A man working as a cashier for Aldi supermarkets in the Wrexham area stole more than £4,500 from his employers.

A court heard on Tuesday how Ben Hickley, 22, had over-stretched himself financially.

At North East Wales Magistrates’ Court at Mold, Hickley, of Bro Awelon in Penycae, Wrexham, admitted stealing £4,506 from Aldi Ltd at Plas Coch Retail Park in Wrexham, Ruthin Road in Wrexham and Shrewsbury Road in Oswestry, in August.

District Judge Gwyn Jones ordered him to pay back the money in full.

He was placed on a 12 month community order under which he must carry out 200 hours unpaid work and he was ordered to pay £85 costs and an £85 surcharge.

The judge said that due to the business models of some of the smaller retailers, young and general members of staff were obliged to do tasks which would not be expected of them by larger retailers.

It was accepted that he was a cashier and not a manager but it was still a breach of trust case, he said.

Sarah Marsh, prosecuting, said the defendant worked in three Aldi stores in the area.

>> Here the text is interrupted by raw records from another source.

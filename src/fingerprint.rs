//! Pluggable content fingerprints

use serde::de::DeserializeOwned;
use serde::Serialize;
use std::fmt::Debug;
use std::fs::File;
use std::io;

/// Turns an open file into a comparable content signature.
///
/// Implemented for any `Fn(&mut File) -> io::Result<T>` closure, so callers
/// can inject a fingerprint without defining a type.
pub trait Fingerprinter: Send + Sync {
    /// The fingerprint value; persisted verbatim in snapshots
    type Output: Clone + PartialEq + Debug + Send + Sync + Serialize + DeserializeOwned;

    /// Compute the fingerprint of `file`, read from its current position
    fn fingerprint(&self, file: &mut File) -> io::Result<Self::Output>;
}

impl<F, T> Fingerprinter for F
where
    F: Fn(&mut File) -> io::Result<T> + Send + Sync,
    T: Clone + PartialEq + Debug + Send + Sync + Serialize + DeserializeOwned,
{
    type Output = T;

    fn fingerprint(&self, file: &mut File) -> io::Result<T> {
        self(file)
    }
}

/// Streaming MD5 of the whole file, as lowercase hex
#[derive(Debug, Clone, Copy, Default)]
pub struct Md5Fingerprinter;

impl Fingerprinter for Md5Fingerprinter {
    type Output = String;

    fn fingerprint(&self, file: &mut File) -> io::Result<String> {
        use md5::{Digest, Md5};

        let mut hasher = Md5::new();
        io::copy(file, &mut hasher)?;
        Ok(format!("{:x}", hasher.finalize()))
    }
}

#[cfg(test)]
mod tests {
    use super::*;
    use std::io::Read;
    use tempfile::NamedTempFile;

    #[test]
    fn test_md5_fingerprint() {
        let tmp = NamedTempFile::new().unwrap();
        std::fs::write(tmp.path(), b"hello world").unwrap();

        let mut file = File::open(tmp.path()).unwrap();
        let hash = Md5Fingerprinter.fingerprint(&mut file).unwrap();
        assert_eq!(hash, "5eb63bbbe01eeed093cb22bb8f5acdc3");
    }

    #[test]
    fn test_md5_empty_file() {
        let tmp = NamedTempFile::new().unwrap();
        let mut file = File::open(tmp.path()).unwrap();
        let hash = Md5Fingerprinter.fingerprint(&mut file).unwrap();
        assert_eq!(hash, "d41d8cd98f00b204e9800998ecf8427e");
    }

    #[test]
    fn test_closure_fingerprinter() {
        let tmp = NamedTempFile::new().unwrap();
        std::fs::write(tmp.path(), b"abc").unwrap();

        let by_len = |file: &mut File| -> io::Result<usize> {
            let mut buf = Vec::new();
            file.read_to_end(&mut buf)?;
            Ok(buf.len())
        };
        let mut file = File::open(tmp.path()).unwrap();
        assert_eq!(by_len.fingerprint(&mut file).unwrap(), 3);
    }
}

She said he was ultimately caught on CCTV.

“He was seen removing various amounts of money from cash drawers and concealing them in his hands,” she explained.

Interviewed, he made full admissions.

The court heard that he was a young man of no previous convictions.

Probation officer Jenny Cantwell said the defendant blamed his bad financial position at the time for the theft.

He had a loan for a car and he was living with his sister and her partner and helping to pay bills because she was not getting benefits at the time.

The defendant found himself overdrawn and paying charges and got into something of a vicious circle.

He was tempted to take money initially to get himself back on track but then he carried on what he found that he could get away with it.

His financial situation had now eased, his sister was getting benefits, and he was now working for a car valeting company.

He did not handle money, he no longer had any debts, and his new employers were aware of the position.

Defending solicitor Melissa Griffiths said her client was a cashier, not a manager or supervisor but it was accepted it was a breach of trust case.

He was a man who had lost his good name but who had a good work ethic and who now had a job where he did not handle cash.

She said: “He was suffering financially at the time. He had over-stretched himself with an expensive car loan and he was contributing to household bills.”

The defendant was, she said, surprised at the amount in the charge but could not argue which what was alleged. He was fit and well and able to carry out a community order, she added.